[[ Supplied records, beginning ]]

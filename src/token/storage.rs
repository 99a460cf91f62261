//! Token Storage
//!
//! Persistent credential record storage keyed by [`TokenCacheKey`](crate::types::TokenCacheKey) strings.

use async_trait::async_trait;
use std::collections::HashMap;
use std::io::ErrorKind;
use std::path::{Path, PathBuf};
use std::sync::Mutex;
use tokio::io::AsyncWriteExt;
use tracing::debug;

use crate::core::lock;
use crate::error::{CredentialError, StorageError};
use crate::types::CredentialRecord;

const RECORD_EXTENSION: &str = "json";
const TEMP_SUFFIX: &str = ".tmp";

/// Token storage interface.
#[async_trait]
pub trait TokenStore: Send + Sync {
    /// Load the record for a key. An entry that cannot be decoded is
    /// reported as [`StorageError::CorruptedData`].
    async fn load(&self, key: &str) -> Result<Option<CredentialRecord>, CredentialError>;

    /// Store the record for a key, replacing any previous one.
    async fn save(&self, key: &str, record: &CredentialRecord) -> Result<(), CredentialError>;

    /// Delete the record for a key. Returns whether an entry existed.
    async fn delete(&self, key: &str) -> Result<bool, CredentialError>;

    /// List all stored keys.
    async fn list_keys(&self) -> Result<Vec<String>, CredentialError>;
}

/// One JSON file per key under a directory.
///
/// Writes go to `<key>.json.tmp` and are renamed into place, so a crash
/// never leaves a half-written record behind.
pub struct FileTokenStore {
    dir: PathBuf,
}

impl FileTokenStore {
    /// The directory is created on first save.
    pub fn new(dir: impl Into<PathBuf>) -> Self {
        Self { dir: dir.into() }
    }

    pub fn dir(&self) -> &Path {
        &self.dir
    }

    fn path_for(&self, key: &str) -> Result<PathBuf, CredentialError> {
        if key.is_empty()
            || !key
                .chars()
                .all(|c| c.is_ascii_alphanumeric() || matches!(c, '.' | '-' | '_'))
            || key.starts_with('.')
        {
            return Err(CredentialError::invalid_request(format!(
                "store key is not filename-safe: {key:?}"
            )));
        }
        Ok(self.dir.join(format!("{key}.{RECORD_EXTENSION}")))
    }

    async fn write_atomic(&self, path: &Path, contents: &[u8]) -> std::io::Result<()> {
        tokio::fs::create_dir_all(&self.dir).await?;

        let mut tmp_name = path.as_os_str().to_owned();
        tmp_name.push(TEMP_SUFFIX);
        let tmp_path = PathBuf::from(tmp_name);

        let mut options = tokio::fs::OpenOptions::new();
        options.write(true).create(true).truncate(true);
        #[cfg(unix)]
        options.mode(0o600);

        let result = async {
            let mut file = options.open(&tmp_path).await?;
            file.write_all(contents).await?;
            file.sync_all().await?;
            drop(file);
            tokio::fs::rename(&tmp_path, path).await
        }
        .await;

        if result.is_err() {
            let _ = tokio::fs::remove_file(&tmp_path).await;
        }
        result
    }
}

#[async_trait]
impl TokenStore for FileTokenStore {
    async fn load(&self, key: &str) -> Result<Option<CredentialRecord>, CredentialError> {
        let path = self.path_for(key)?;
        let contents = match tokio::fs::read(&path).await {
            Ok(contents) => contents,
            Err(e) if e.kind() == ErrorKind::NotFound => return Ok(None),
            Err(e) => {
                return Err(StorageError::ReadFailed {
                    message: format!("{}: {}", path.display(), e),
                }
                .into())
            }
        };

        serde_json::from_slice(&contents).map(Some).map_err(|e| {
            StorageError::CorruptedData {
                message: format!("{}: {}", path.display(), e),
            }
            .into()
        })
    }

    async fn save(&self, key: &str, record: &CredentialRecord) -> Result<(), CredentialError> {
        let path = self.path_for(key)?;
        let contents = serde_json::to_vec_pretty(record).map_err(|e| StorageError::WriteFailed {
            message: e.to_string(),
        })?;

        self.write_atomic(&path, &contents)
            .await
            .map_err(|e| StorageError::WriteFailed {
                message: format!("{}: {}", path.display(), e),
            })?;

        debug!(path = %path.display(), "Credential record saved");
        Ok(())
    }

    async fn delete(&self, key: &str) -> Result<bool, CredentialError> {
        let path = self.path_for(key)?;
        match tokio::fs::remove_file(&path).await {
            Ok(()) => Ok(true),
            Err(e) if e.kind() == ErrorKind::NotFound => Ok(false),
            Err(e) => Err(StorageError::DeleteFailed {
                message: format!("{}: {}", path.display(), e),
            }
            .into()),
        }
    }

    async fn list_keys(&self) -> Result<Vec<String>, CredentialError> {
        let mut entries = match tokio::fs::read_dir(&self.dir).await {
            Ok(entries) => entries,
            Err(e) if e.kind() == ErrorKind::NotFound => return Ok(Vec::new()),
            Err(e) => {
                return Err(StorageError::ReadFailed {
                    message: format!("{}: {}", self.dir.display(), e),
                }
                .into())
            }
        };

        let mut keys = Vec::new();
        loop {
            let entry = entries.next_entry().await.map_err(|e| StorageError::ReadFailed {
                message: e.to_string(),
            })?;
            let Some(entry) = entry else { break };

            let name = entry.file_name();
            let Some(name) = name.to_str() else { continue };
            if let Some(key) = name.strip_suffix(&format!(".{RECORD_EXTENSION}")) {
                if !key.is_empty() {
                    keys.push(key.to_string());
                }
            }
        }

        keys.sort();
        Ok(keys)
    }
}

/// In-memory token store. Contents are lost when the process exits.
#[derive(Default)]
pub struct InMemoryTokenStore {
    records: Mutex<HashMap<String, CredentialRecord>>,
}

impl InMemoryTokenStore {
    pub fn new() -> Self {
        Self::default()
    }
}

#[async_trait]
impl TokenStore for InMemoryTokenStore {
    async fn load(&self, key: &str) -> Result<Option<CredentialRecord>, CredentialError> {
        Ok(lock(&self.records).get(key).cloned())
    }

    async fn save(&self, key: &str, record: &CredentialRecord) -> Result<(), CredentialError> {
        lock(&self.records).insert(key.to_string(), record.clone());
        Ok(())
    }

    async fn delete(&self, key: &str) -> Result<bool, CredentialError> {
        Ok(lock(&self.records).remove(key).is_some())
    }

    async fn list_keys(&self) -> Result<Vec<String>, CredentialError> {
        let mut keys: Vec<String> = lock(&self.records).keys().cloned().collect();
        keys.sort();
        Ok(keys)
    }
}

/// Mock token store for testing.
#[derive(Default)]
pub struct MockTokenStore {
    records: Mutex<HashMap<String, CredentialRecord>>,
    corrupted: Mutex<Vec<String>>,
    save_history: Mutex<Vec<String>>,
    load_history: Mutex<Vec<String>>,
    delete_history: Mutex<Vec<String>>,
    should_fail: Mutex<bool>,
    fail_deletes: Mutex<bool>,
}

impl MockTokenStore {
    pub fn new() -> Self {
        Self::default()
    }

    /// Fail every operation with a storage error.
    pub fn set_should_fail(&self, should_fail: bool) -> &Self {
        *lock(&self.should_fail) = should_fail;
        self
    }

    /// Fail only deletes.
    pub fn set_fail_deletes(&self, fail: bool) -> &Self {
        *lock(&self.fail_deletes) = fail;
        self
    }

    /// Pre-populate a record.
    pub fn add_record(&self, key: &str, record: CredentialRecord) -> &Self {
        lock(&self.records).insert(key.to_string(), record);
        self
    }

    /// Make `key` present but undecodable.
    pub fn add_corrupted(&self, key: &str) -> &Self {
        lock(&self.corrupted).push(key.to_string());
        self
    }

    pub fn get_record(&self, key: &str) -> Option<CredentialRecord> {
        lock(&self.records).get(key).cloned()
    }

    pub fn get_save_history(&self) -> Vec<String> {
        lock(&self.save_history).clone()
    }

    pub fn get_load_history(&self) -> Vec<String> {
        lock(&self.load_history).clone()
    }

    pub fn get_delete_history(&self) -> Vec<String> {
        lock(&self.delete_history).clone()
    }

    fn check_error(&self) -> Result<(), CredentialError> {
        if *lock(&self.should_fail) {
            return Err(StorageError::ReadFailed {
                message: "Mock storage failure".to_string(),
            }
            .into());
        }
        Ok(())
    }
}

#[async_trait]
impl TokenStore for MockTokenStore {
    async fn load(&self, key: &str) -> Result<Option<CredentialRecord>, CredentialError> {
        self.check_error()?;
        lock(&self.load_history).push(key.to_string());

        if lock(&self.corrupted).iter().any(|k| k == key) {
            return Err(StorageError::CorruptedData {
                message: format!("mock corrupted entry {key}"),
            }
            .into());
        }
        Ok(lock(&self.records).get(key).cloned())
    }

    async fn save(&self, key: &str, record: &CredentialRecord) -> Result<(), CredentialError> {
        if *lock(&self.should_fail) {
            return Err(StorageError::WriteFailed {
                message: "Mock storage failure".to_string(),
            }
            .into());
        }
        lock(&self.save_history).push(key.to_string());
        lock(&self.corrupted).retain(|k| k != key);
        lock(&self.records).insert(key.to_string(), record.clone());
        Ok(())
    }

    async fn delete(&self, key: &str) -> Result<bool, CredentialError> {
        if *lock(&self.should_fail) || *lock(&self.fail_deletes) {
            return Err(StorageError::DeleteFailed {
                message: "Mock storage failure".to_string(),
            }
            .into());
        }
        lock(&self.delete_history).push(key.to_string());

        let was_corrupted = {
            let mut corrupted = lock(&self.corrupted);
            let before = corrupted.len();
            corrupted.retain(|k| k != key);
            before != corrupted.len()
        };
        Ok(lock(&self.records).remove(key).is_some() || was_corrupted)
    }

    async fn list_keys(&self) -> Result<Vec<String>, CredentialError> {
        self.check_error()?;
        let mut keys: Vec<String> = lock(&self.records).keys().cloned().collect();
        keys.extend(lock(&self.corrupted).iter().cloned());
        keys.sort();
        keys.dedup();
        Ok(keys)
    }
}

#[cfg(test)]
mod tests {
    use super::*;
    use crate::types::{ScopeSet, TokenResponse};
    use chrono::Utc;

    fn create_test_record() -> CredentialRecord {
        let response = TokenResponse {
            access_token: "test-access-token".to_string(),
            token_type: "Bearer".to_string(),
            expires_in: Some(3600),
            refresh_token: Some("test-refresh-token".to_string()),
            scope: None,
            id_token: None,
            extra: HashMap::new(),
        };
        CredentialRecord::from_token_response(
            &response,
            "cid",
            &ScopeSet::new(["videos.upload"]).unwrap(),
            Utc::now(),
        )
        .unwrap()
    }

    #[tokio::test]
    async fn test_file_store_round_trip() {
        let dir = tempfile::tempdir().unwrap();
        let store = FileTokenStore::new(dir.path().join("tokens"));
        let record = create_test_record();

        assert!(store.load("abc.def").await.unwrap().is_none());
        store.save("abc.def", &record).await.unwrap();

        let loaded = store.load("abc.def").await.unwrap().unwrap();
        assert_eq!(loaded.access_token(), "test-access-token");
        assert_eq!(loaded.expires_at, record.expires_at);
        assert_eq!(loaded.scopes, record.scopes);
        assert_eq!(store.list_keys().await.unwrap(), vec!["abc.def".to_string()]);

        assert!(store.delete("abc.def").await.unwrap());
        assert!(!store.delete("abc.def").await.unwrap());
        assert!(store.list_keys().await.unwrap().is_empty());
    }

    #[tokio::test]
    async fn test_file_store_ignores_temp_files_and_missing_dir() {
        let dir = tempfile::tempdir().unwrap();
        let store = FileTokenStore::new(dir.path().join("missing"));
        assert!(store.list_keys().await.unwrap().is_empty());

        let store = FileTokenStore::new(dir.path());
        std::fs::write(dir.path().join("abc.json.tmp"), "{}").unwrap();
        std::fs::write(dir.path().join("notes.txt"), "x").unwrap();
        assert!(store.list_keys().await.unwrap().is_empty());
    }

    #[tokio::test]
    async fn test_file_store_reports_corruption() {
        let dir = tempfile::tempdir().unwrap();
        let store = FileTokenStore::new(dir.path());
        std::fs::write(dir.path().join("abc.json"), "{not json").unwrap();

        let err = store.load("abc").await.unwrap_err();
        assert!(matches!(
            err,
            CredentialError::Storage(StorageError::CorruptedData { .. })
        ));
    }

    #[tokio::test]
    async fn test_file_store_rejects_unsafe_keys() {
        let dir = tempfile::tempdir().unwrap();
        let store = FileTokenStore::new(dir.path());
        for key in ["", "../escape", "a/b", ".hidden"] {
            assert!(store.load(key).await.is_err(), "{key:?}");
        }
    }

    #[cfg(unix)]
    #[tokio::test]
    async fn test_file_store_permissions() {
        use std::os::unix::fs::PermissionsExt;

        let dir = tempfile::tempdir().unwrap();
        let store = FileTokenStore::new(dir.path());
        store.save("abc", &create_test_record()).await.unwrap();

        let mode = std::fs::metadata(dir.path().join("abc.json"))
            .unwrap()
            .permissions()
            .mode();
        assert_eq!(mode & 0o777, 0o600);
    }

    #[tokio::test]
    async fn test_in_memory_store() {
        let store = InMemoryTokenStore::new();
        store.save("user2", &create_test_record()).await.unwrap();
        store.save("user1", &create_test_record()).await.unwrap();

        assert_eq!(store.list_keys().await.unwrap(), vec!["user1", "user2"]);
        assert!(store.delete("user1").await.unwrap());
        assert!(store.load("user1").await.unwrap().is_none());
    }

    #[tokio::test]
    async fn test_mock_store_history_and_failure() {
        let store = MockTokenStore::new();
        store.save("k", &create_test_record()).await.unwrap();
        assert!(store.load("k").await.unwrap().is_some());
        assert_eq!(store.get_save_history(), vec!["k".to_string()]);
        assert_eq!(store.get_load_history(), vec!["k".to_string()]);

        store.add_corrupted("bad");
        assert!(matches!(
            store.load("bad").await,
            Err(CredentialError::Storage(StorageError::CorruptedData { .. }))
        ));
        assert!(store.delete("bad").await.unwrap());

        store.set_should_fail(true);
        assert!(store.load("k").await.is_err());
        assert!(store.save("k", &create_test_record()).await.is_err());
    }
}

[[ Supplied records, end ]]

## [Work request]
When you reach the line that contains "use crate::core::lock;", stop; output it and every line before it from the start of the data, exactly as written.

## [Response below]
filename src/token/storage.rs
repository 99a460cf91f62261
//! Token Storage
//!
//! Persistent credential record storage keyed by [`TokenCacheKey`](crate::types::TokenCacheKey) strings.

use async_trait::async_trait;
use std::collections::HashMap;
use std::io::ErrorKind;
use std::path::{Path, PathBuf};
use std::sync::Mutex;
use tokio::io::AsyncWriteExt;
use tracing::debug;

use crate::core::lock;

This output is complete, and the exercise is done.